//! Named limiter factories.
//!
//! A [`Registry`] is created once at startup, populated by each algorithm
//! module's `register` function, and handed to whatever needs to build a
//! limiter by name. There is no process-wide registry.

use parking_lot::RwLock;
use std::collections::hash_map::Entry;
use std::collections::HashMap;
use std::sync::Arc;
use tracing::{debug, info, warn};

use crate::config::LimiterConfig;
use crate::error::{Result, TurnstileError};
use crate::ratelimit::{self, Limiter};

/// Builds a limiter from loosely typed parameters.
pub type LimiterFactory = dyn Fn(&LimiterConfig) -> Result<Box<dyn Limiter>> + Send + Sync;

/// A name → factory table.
pub struct Registry {
    factories: RwLock<HashMap<String, Arc<LimiterFactory>>>,
}

impl Registry {
    /// Create an empty registry.
    pub fn new() -> Self {
        Self {
            factories: RwLock::new(HashMap::new()),
        }
    }

    /// Create a registry holding the built-in algorithms:
    /// `token_bucket`, `fixed_window` and `sliding_window_log`.
    pub fn with_builtin() -> Result<Self> {
        let registry = Self::new();
        ratelimit::register_token_bucket(&registry)?;
        ratelimit::register_fixed_window(&registry)?;
        ratelimit::register_sliding_window_log(&registry)?;
        Ok(registry)
    }

    /// Register a factory under `name`.
    ///
    /// Fails if the name is taken; the existing factory is kept.
    pub fn register<N, F>(&self, name: N, factory: F) -> Result<()>
    where
        N: Into<String>,
        F: Fn(&LimiterConfig) -> Result<Box<dyn Limiter>> + Send + Sync + 'static,
    {
        let name = name.into();
        let mut factories = self.factories.write();

        match factories.entry(name) {
            Entry::Occupied(occupied) => {
                warn!(name = %occupied.key(), "Limiter already registered");
                Err(TurnstileError::DuplicateRegistration(occupied.key().clone()))
            }
            Entry::Vacant(vacant) => {
                info!(name = %vacant.key(), "Registered limiter");
                vacant.insert(Arc::new(factory));
                Ok(())
            }
        }
    }

    /// Build the limiter registered under `name`.
    pub fn create(&self, name: &str, config: &LimiterConfig) -> Result<Box<dyn Limiter>> {
        // Release the lock before running the factory
        let factory = self
            .factories
            .read()
            .get(name)
            .cloned()
            .ok_or_else(|| TurnstileError::UnknownLimiter(name.to_string()))?;

        debug!(name = %name, config = ?config, "Creating limiter");
        factory(config)
    }

    /// Whether a factory is registered under `name`.
    pub fn contains(&self, name: &str) -> bool {
        self.factories.read().contains_key(name)
    }

    /// Registered names, sorted.
    pub fn names(&self) -> Vec<String> {
        let mut names: Vec<String> = self.factories.read().keys().cloned().collect();
        names.sort();
        names
    }
}

impl Default for Registry {
    fn default() -> Self {
        Self::new()
    }
}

**WHAT YOU ARE ASKED TO DO**
Would you copy out exactly the lines above that start at the one containing "no process-wide registry." and end at the one containing "loosely typed parameters.", inclusive?

**WRITTEN RESPONSE**
//! limiter by name. There is no process-wide registry.

use parking_lot::RwLock;
use std::collections::hash_map::Entry;
use std::collections::HashMap;
use std::sync::Arc;
use tracing::{debug, info, warn};

use crate::config::LimiterConfig;
use crate::error::{Result, TurnstileError};
use crate::ratelimit::{self, Limiter};

/// Builds a limiter from loosely typed parameters.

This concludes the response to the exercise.